## ABOUT THIS TASK:
What is needed is an exact repeat of the lines from the line containing "let rgb = decoded.into_rgb8();" through the final line of the entries below, and nothing else.

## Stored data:
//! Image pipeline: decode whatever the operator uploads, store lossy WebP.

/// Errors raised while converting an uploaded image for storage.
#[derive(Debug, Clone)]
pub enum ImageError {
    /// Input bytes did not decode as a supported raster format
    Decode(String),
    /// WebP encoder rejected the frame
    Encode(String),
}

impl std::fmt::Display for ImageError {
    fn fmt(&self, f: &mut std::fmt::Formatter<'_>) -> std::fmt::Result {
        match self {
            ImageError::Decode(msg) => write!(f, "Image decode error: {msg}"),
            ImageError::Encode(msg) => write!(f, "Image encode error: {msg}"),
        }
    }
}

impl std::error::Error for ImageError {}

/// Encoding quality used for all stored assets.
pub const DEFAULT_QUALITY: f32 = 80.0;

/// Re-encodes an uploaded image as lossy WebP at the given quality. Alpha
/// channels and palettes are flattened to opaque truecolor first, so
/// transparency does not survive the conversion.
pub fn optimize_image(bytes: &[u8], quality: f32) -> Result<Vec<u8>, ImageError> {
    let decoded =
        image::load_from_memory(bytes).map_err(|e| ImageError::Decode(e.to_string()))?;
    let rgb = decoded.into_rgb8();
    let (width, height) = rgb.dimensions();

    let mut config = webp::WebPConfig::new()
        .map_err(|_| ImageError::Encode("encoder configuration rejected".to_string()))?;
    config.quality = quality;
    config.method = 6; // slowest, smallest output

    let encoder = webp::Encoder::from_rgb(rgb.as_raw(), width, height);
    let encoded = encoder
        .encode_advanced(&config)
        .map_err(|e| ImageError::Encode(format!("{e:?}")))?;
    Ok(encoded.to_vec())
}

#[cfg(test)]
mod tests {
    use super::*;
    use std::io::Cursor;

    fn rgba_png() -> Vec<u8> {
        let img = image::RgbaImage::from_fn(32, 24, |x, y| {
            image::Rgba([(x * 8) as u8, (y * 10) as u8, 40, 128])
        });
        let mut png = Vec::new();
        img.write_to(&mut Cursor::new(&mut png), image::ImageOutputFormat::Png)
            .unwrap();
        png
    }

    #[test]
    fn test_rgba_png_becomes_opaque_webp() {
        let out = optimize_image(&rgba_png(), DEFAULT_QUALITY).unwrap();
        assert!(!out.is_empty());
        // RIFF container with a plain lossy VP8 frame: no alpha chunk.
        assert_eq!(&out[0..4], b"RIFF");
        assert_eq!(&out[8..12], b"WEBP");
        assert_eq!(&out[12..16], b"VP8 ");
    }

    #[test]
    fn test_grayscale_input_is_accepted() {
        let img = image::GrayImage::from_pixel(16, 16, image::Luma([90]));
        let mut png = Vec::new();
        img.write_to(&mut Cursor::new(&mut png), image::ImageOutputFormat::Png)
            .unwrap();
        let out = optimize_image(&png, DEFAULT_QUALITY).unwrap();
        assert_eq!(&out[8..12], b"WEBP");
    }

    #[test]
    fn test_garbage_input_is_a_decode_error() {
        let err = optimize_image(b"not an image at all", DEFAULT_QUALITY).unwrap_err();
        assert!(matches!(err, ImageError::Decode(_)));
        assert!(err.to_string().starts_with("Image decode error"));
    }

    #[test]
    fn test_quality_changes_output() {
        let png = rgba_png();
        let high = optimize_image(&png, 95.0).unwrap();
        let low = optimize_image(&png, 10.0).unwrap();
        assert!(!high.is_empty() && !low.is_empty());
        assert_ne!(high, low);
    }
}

## OUTPUT BELOW:
    let rgb = decoded.into_rgb8();
    let (width, height) = rgb.dimensions();

    let mut config = webp::WebPConfig::new()
        .map_err(|_| ImageError::Encode("encoder configuration rejected".to_string()))?;
    config.quality = quality;
    config.method = 6; // slowest, smallest output

    let encoder = webp::Encoder::from_rgb(rgb.as_raw(), width, height);
    let encoded = encoder
        .encode_advanced(&config)
        .map_err(|e| ImageError::Encode(format!("{e:?}")))?;
    Ok(encoded.to_vec())
}

#[cfg(test)]
mod tests {
    use super::*;
    use std::io::Cursor;

    fn rgba_png() -> Vec<u8> {
        let img = image::RgbaImage::from_fn(32, 24, |x, y| {
            image::Rgba([(x * 8) as u8, (y * 10) as u8, 40, 128])
        });
        let mut png = Vec::new();
        img.write_to(&mut Cursor::new(&mut png), image::ImageOutputFormat::Png)
            .unwrap();
        png
    }

    #[test]
    fn test_rgba_png_becomes_opaque_webp() {
        let out = optimize_image(&rgba_png(), DEFAULT_QUALITY).unwrap();
        assert!(!out.is_empty());
        // RIFF container with a plain lossy VP8 frame: no alpha chunk.
        assert_eq!(&out[0..4], b"RIFF");
        assert_eq!(&out[8..12], b"WEBP");
        assert_eq!(&out[12..16], b"VP8 ");
    }

    #[test]
    fn test_grayscale_input_is_accepted() {
        let img = image::GrayImage::from_pixel(16, 16, image::Luma([90]));
        let mut png = Vec::new();
        img.write_to(&mut Cursor::new(&mut png), image::ImageOutputFormat::Png)
            .unwrap();
        let out = optimize_image(&png, DEFAULT_QUALITY).unwrap();
        assert_eq!(&out[8..12], b"WEBP");
    }

    #[test]
    fn test_garbage_input_is_a_decode_error() {
        let err = optimize_image(b"not an image at all", DEFAULT_QUALITY).unwrap_err();
        assert!(matches!(err, ImageError::Decode(_)));
        assert!(err.to_string().starts_with("Image decode error"));
    }

    #[test]
    fn test_quality_changes_output() {
        let png = rgba_png();
        let high = optimize_image(&png, 95.0).unwrap();
        let low = optimize_image(&png, 10.0).unwrap();
        assert!(!high.is_empty() && !low.is_empty());
        assert_ne!(high, low);
    }
}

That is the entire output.